Innovation Themes are a bit broader than a Thesis. They provide companies with the flexibility they might need in some particular cases.
But they are still keeping the company disciplined, with all efforts pointing in the same direction. In other words, Theme investment means identifying big themes relevant to your company and then exploring those through various (investment) methods.
To explain this better, let’s look at an example. Say there’s a bank interested in investing in innovation and in particular in the blockchain. Since ‘blockchain’ is such a broad topic and using it as an investment filter won’t be really that useful, the bank decides that it needs to be a bit more specific than just ‘blockchain’.
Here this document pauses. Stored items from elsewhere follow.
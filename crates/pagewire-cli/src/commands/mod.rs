//! Command implementations for the pagewire CLI.
//!
//! - [`plan`] - Emit the build plan
//! - [`check`] - Validate configuration and entries
//! - [`clean`] - Empty the output root
//! - [`init`] - Write a starter config
//!
//! Each command provides an `execute` function that takes the parsed
//! arguments and returns a Result.

pub mod check;
pub mod clean;
pub mod init;
pub mod plan;
pub mod utils;

pub use check::execute as check_execute;
pub use clean::execute as clean_execute;
pub use init::execute as init_execute;
pub use plan::execute as plan_execute;
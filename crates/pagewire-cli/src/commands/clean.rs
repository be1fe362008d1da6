//! Clean command implementation.

use crate::cli::CleanArgs;
use crate::commands::utils;
use crate::config;
use crate::error::Result;
use crate::ui;
use serde_json::json;

/// Execute the clean command.
///
/// Removes what the configured clean targets match (everything under the
/// output root by default). Refuses to touch anything outside the project.
/// Does nothing when `optimize.clean.enabled` is false unless `--force` is
/// given.
pub async fn execute(args: CleanArgs) -> Result<()> {
    let loaded = config::load(&args.config, json!({}))?;
    let root = &loaded.project_root;
    let clean = &loaded.config.optimize.clean;

    if !clean.enabled && !args.force {
        ui::info("Cleaning is disabled (optimize.clean.enabled = false); pass --force to clean anyway");
        return Ok(());
    }

    let output_root = root.join(&loaded.config.output.output_root);
    utils::check_clean_target(&output_root, root)?;

    let dry_run = args.dry_run || clean.dry;
    let targets = pagewire::clean_targets(&loaded.config);
    let removed = utils::clean_targets(root, &targets, dry_run)?;

    if clean.verbose || dry_run {
        let verb = if dry_run { "Would remove" } else { "Removed" };
        for path in &removed {
            ui::info(&format!("{} {}", verb, config::display_path(path, root)));
        }
    }

    match (removed.len(), dry_run) {
        (0, _) => ui::info("Nothing to clean"),
        (n, true) => ui::success(&format!("{} path(s) would be removed (dry run)", n)),
        (n, false) => ui::success(&format!("Removed {} path(s)", n)),
    }
    Ok(())
}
So the bank creates two Innovation Themes called ‘Tokenization of Financial Assets’ and ‘Tokenization of Non-Financial Assets’. As broad as these might sound they are an improvement over ‘blockchain’. Now they can kick-off for example an accelerator program opened to any startups offering services around these themes. Or they can kick off research projects with universities around these themes.
But since the bank has several innovation vehicles it might be that just mentioning those themes is too wide for the internal Innovation Department, or for the M&A department, or for the CVC arm. Therefore the bank in the example sets to create an Innovation Thesis. In the Innovation Thesis, the two Innovation Themes (‘Tokenization of Financial Assets’ and ‘Tokenization of Non-Financial Assets’) will be listed a bit more focused. Say for example ‘Tokenization of Mortgages’, ‘Tokenization of Wills’, ‘Tokenization of Precious Metals’ etc. So now the Innovation Department will only invest in ideas from employees that touch on the topics mentioned by the Thesis.
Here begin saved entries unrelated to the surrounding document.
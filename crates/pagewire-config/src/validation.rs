//! Pluggable config validation strategies
//!
//! Separates filesystem validation (for CLI use) from schema validation (for
//! library use).

use std::path::{Component, Path};

use crate::config::PagewireConfig;
use crate::error::{ConfigError, Result};

/// Trait for pluggable config validation strategies
pub trait ConfigValidator {
    fn validate(&self, config: &PagewireConfig) -> Result<()>;
}

/// Schema-only validation (no filesystem checks)
///
/// # Example
///
/// ```
/// use pagewire_config::{ConfigValidator, PagewireConfig, SchemaValidator};
///
/// let config = PagewireConfig::default();
/// SchemaValidator.validate(&config).unwrap();
/// ```
pub struct SchemaValidator;

impl ConfigValidator for SchemaValidator {
    fn validate(&self, config: &PagewireConfig) -> Result<()> {
        let entries = &config.entries;
        if entries.pattern.trim().is_empty() {
            return Err(schema_error(
                "entry pattern cannot be empty",
                "Set entries.pattern, e.g. \"src/views/**/*.js\"",
            ));
        }

        if entries.root_marker.is_empty()
            || entries.root_marker.contains(['/', '\\'])
            || entries.root_marker == "."
            || entries.root_marker == ".."
        {
            return Err(schema_error(
                format!("root marker '{}' must be a single path segment", entries.root_marker),
                "Use a directory name such as \"src\"",
            ));
        }

        for (field, ext) in [
            ("entries.template_extension", &entries.template_extension),
            ("entries.output_extension", &entries.output_extension),
        ] {
            validate_extension(field, ext)?;
        }

        let output = &config.output;
        if output.output_root.as_os_str().is_empty() {
            return Err(schema_error(
                "output root cannot be empty",
                "Set output.output_root, e.g. \"dist\"",
            ));
        }
        if output
            .output_root
            .components()
            .any(|c| matches!(c, Component::ParentDir))
        {
            return Err(schema_error(
                format!(
                    "output root '{}' cannot contain '..'",
                    output.output_root.display()
                ),
                "Keep build output inside the project",
            ));
        }

        for (field, pattern) in [
            ("output.js_pattern", &output.js_pattern),
            ("output.css_pattern", &output.css_pattern),
        ] {
            if !pattern.contains("[name]") {
                return Err(schema_error(
                    format!("{field} '{pattern}' does not contain [name]"),
                    "Every page emits its own files, so the pattern needs [name]",
                ));
            }
        }
        if output.chunk_pattern.trim().is_empty() {
            return Err(schema_error(
                "output.chunk_pattern cannot be empty",
                "Use e.g. \"js/[name].[id].js\"",
            ));
        }

        for (field, name) in [
            ("output.vendor_chunk_name", &output.vendor_chunk_name),
            ("output.manifest_chunk_name", &output.manifest_chunk_name),
        ] {
            if name.trim().is_empty() {
                return Err(schema_error(
                    format!("{field} cannot be empty"),
                    "Shared chunks need a name",
                ));
            }
        }
        if output.vendor_chunk_name == output.manifest_chunk_name {
            return Err(schema_error(
                format!(
                    "vendor and manifest chunks share the name '{}'",
                    output.vendor_chunk_name
                ),
                "Give the shared chunks distinct names",
            ));
        }

        if config.vendor.extensions.is_empty() {
            return Err(schema_error(
                "vendor.extensions cannot be empty",
                "List at least one module extension, e.g. [\"js\"]",
            ));
        }
        for ext in &config.vendor.extensions {
            validate_extension("vendor.extensions", ext)?;
        }

        let loaders = &config.loaders;
        validate_extension("loaders.component_extension", &loaders.component_extension)?;
        for (field, loader) in [
            ("loaders.component_loader", &loaders.component_loader),
            ("loaders.style_fallback", &loaders.style_fallback),
        ] {
            if loader.trim().is_empty() {
                return Err(schema_error(
                    format!("{field} cannot be empty"),
                    "Name an installed loader package, e.g. \"vue-loader\"",
                ));
            }
        }
        for (lang, chain) in &loaders.styles {
            if chain.is_empty() || chain.iter().any(|loader| loader.trim().is_empty()) {
                return Err(schema_error(
                    format!("loaders.styles.{lang} needs at least one named loader"),
                    "List loaders in application order, e.g. [\"css-loader\", \"sass-loader\"]",
                ));
            }
        }

        if let Some(compression) = &config.optimize.compression {
            if !(0.0..=1.0).contains(&compression.min_ratio) {
                return Err(schema_error(
                    format!(
                        "compression min_ratio {} is outside 0.0..=1.0",
                        compression.min_ratio
                    ),
                    "Use a ratio such as 0.8",
                ));
            }
        }

        Ok(())
    }
}

fn validate_extension(field: &str, ext: &str) -> Result<()> {
    if ext.is_empty() || ext.starts_with('.') || ext.contains(['/', '\\']) {
        return Err(schema_error(
            format!("{field} has invalid extension '{ext}'"),
            "Write extensions without a leading dot, e.g. \"html\"",
        ));
    }
    Ok(())
}

fn schema_error(message: impl Into<String>, hint: impl Into<String>) -> ConfigError {
    ConfigError::SchemaValidation {
        message: message.into(),
        hint: Some(hint.into()),
    }
}

/// Filesystem validator (for CLI use)
///
/// Runs schema validation, then checks the project root and output root
/// against the filesystem.
pub struct FsValidator {
    root: std::path::PathBuf,
}

impl FsValidator {
    /// Create a new filesystem validator with a root directory
    pub fn new(root: impl AsRef<Path>) -> Self {
        Self {
            root: root.as_ref().to_path_buf(),
        }
    }
}

impl ConfigValidator for FsValidator {
    fn validate(&self, config: &PagewireConfig) -> Result<()> {
        SchemaValidator.validate(config)?;

        if !self.root.is_dir() {
            return Err(ConfigError::NotFound(self.root.clone()));
        }

        let output_root = self.root.join(&config.output.output_root);
        if output_root.exists() && !output_root.is_dir() {
            return Err(ConfigError::InvalidValue {
                field: "output.output_root".to_string(),
                hint: Some(format!("{} exists and is not a directory", output_root.display())),
            });
        }

        let vendor_dir = self.root.join(&config.vendor.dir);
        if !vendor_dir.is_dir() {
            tracing::warn!(path = %vendor_dir.display(), "vendor directory does not exist");
        }

        Ok(())
    }
}

/// Convenience function for schema-only validation
pub fn validate_schema(config: &PagewireConfig) -> Result<()> {
    SchemaValidator.validate(config)
}

/// Convenience function for filesystem validation
pub fn validate_fs(config: &PagewireConfig, root: impl AsRef<Path>) -> Result<()> {
    FsValidator::new(root).validate(config)
}

#[cfg(test)]
mod tests {
    use super::*;
    use std::path::PathBuf;

    #[test]
    fn schema_validator_accepts_defaults() {
        assert!(SchemaValidator.validate(&PagewireConfig::default()).is_ok());
    }

    #[test]
    fn schema_validator_rejects_empty_pattern() {
        let mut config = PagewireConfig::default();
        config.entries.pattern = "  ".to_string();
        assert!(matches!(
            SchemaValidator.validate(&config).unwrap_err(),
            ConfigError::SchemaValidation { .. }
        ));
    }

    #[test]
    fn schema_validator_rejects_nested_root_marker() {
        let mut config = PagewireConfig::default();
        config.entries.root_marker = "src/views".to_string();
        assert!(SchemaValidator.validate(&config).is_err());
    }

    #[test]
    fn schema_validator_rejects_dotted_extension() {
        let mut config = PagewireConfig::default();
        config.entries.template_extension = ".html".to_string();
        assert!(SchemaValidator.validate(&config).is_err());
    }

    #[test]
    fn schema_validator_rejects_escaping_output_root() {
        let mut config = PagewireConfig::default();
        config.output.output_root = PathBuf::from("../public");
        assert!(SchemaValidator.validate(&config).is_err());
    }

    #[test]
    fn schema_validator_requires_name_placeholder() {
        let mut config = PagewireConfig::default();
        config.output.js_pattern = "js/app.[chunkhash:8].js".to_string();
        let err = SchemaValidator.validate(&config).unwrap_err();
        assert!(err.to_string().contains("[name]"));
    }

    #[test]
    fn schema_validator_rejects_identical_shared_chunks() {
        let mut config = PagewireConfig::default();
        config.output.manifest_chunk_name = "vendor".to_string();
        assert!(SchemaValidator.validate(&config).is_err());
    }

    #[test]
    fn schema_validator_checks_loader_rules() {
        let mut config = PagewireConfig::default();
        config.loaders.styles.insert("less".to_string(), Vec::new());
        let err = SchemaValidator.validate(&config).unwrap_err();
        assert!(err.to_string().contains("loaders.styles.less"));

        let mut config = PagewireConfig::default();
        config.loaders.component_extension = ".vue".to_string();
        assert!(SchemaValidator.validate(&config).is_err());
    }

    #[test]
    fn schema_validator_rejects_bad_compression_ratio() {
        let mut config = PagewireConfig::default();
        config.optimize.compression = Some(crate::CompressionOptions {
            min_ratio: 1.5,
            ..Default::default()
        });
        assert!(SchemaValidator.validate(&config).is_err());
    }

    #[test]
    fn fs_validator_rejects_missing_root() {
        let err = validate_fs(&PagewireConfig::default(), "/definitely/not/here").unwrap_err();
        assert!(matches!(err, ConfigError::NotFound(_)));
    }

    #[test]
    fn fs_validator_rejects_file_as_output_root() {
        let dir = tempfile::TempDir::new().unwrap();
        std::fs::write(dir.path().join("dist"), "not a dir").unwrap();
        let err = validate_fs(&PagewireConfig::default(), dir.path()).unwrap_err();
        assert!(matches!(err, ConfigError::InvalidValue { .. }));
    }
}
If the accelerator program of the bank will accept any startups that have to do with the tokenization of assets (financial or non-financial) the Innovation Department will only invest in furthering ideas that deal with the ‘Tokenization of Mortgages’, ‘Tokenization of Wills’, ‘Tokenization of Precious Metals’.
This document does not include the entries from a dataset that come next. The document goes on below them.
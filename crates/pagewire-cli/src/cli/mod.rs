//! Command-line interface definition for pagewire.
//!
//! # Command Structure
//!
//! - `pagewire plan` - Resolve entries and print the build plan
//! - `pagewire check` - Validate configuration and entry discovery
//! - `pagewire clean` - Empty the output root
//! - `pagewire init` - Write a starter config

mod commands;
pub mod enums;
mod validation;

use clap::Parser;

pub use commands::{CheckArgs, CleanArgs, Command, ConfigArgs, InitArgs, PlanArgs};
pub use enums::*;
pub use validation::parse_root_marker;

/// pagewire - multi-page entry resolution for bundlers
#[derive(Parser, Debug)]
#[command(
    name = "pagewire",
    version,
    about = "Multi-page entry resolution and HTML output wiring for bundlers",
    long_about = "pagewire scans a source tree for per-page view modules, derives a unique\n\
                  entry name for each, and wires every entry to a generated HTML page that\n\
                  loads the entry chunk plus the shared vendor and manifest chunks.\n\
                  The result is a JSON build plan for an external bundler."
)]
pub struct Cli {
    /// Enable verbose logging (debug level)
    ///
    /// Shows every resolved entry and the layers the configuration was
    /// loaded from.
    #[arg(short, long, global = true)]
    pub verbose: bool,

    /// Suppress all output except errors
    #[arg(short, long, global = true, conflicts_with = "verbose")]
    pub quiet: bool,

    /// Disable colored output
    #[arg(long, global = true)]
    pub no_color: bool,

    /// Subcommand to execute
    #[command(subcommand)]
    pub command: Command,
}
Note that in order to maintain their usefulness, both the Thesis and the Themes will have to constantly be updated as new information about the market, trends, technologies or even customer behaviour start rolling in as a result of the investment made.
However one will have to be updated more often than the other. Given that themes, usually take longer to change you should consider looking over your Theme priorities every 2 to 5 years. But at the same time, given the more tactical nature of a Thesis, it should be updated every 6 to 18 months.
As you can see a Thesis is not a substitute for a Theme, nor is it superior. If you want you can say that an Innovation Thesis is a more acute manifestation of an Innovation Theme but both are needed to improve the efficiency and discipline of a company’s innovation investments. They are both facets of the same coin. Leaders will have to decide which ones they use and when relative to the desired outcome from that investment and relative to the innovation vehicle they want the tool to be used in.
Think of the Thesis and the Theme as tools in a toolbox – you can’t say the players are a better tool than a screwdriver, it all depends on what you are trying to get done. What’s important is to have both in your toolbox and know which one to use and when.